Ms. Cook steps from behind the counter and shows him and his friend, Nate Gray, 13, the list of soups and entrees.
"We each wanted to order soup because of a field trip -- a golf outing," Jayme explains.
The boys, students at Sterrett Classical Academy across the street, are such regulars that each has a little compartment in the market's cash register where he keeps his change, so they don't have to carry it.
"It's one of my favorite stores," the boys say in unison.
"Things are cheaper," Jayme says, "and sometimes they let you pay the next day."
Late afternoons are a busy time at the market, when students from Sterrett stop in for an after-school snack or Central Catholic boys fill up the cafe tables.

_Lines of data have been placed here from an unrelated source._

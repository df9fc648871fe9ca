//! LDP Engine
//!
//! A Linked Data Platform 1.0 server: RDF resources, Basic Containers and
//! Direct Containers over HTTP, with server-managed containment and
//! membership, optimistic concurrency through ETags, and pluggable document
//! storage (in-memory or RocksDB).
//!
//! # Layout
//!
//! - [`rdf`]: RDF terms and the Turtle / N-Triples / JSON-LD codec
//! - [`store`]: the [`DocumentStore`](store::DocumentStore) trait and its backends
//! - [`ldp`]: the protocol engine ([`LdpService`](ldp::LdpService))
//! - [`http`]: the axum front end
//! - [`config`]: YAML and environment configuration
//!
//! ## Example Usage
//!
//! ```rust
//! use ldp_engine::ldp::{LdpOptions, LdpRequest, LdpService};
//! use ldp_engine::store::MemoryStore;
//! use axum::http::{Method, StatusCode};
//! use std::sync::Arc;
//!
//! let rt = tokio::runtime::Runtime::new().unwrap();
//! rt.block_on(async {
//!     let service = LdpService::new(Arc::new(MemoryStore::new()), LdpOptions::default());
//!     service.ensure_root_container("http://localhost:3000/r/").await.unwrap();
//!
//!     let mut post = LdpRequest::new("http://localhost:3000/r/");
//!     post.body = "<> <http://purl.org/dc/terms/title> \"Hello\" .".into();
//!     let created = service.handle(&Method::POST, post).await;
//!     assert_eq!(created.status, StatusCode::CREATED);
//! });
//! ```

#![allow(missing_docs)]
#![warn(clippy::all)]

pub mod config;
pub mod http;
pub mod ldp;
pub mod rdf;
pub mod store;

pub use config::{ConfigError, ConfigResult, ServerConfig};
pub use http::LdpServer;
pub use ldp::{LdpError, LdpOptions, LdpRequest, LdpResponse, LdpResult, LdpService};
pub use store::{DocumentStore, MemoryStore, RocksStore, StoreError, StoreResult};

/// Version information
pub const VERSION: &str = env!("CARGO_PKG_VERSION");

/// Get version string
pub fn version() -> &'static str {
    VERSION
}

Lately large flocks of St. Bede's soccer players have been showing up, fueling for practice in Frick Park.
"It's a neighborhood with lots of kids," Ms. Cook says, and they're welcome at the market even when they purchase with hundreds of saved pennies, as one group and their teacher did.
It's no surprise that Ms. Cook and Mr. Prodan know many of these children by name.
This is one mom and pop store where everyone seems to feel like family.
ZUCCHINI WATERCRESS SOUP
This is one of Frick Park Market's most popular soups, says co-owner Maggie Cook: "People call early in the morning and ask us to set it aside for them." The recipe is from "The Silver Palate Cookbook."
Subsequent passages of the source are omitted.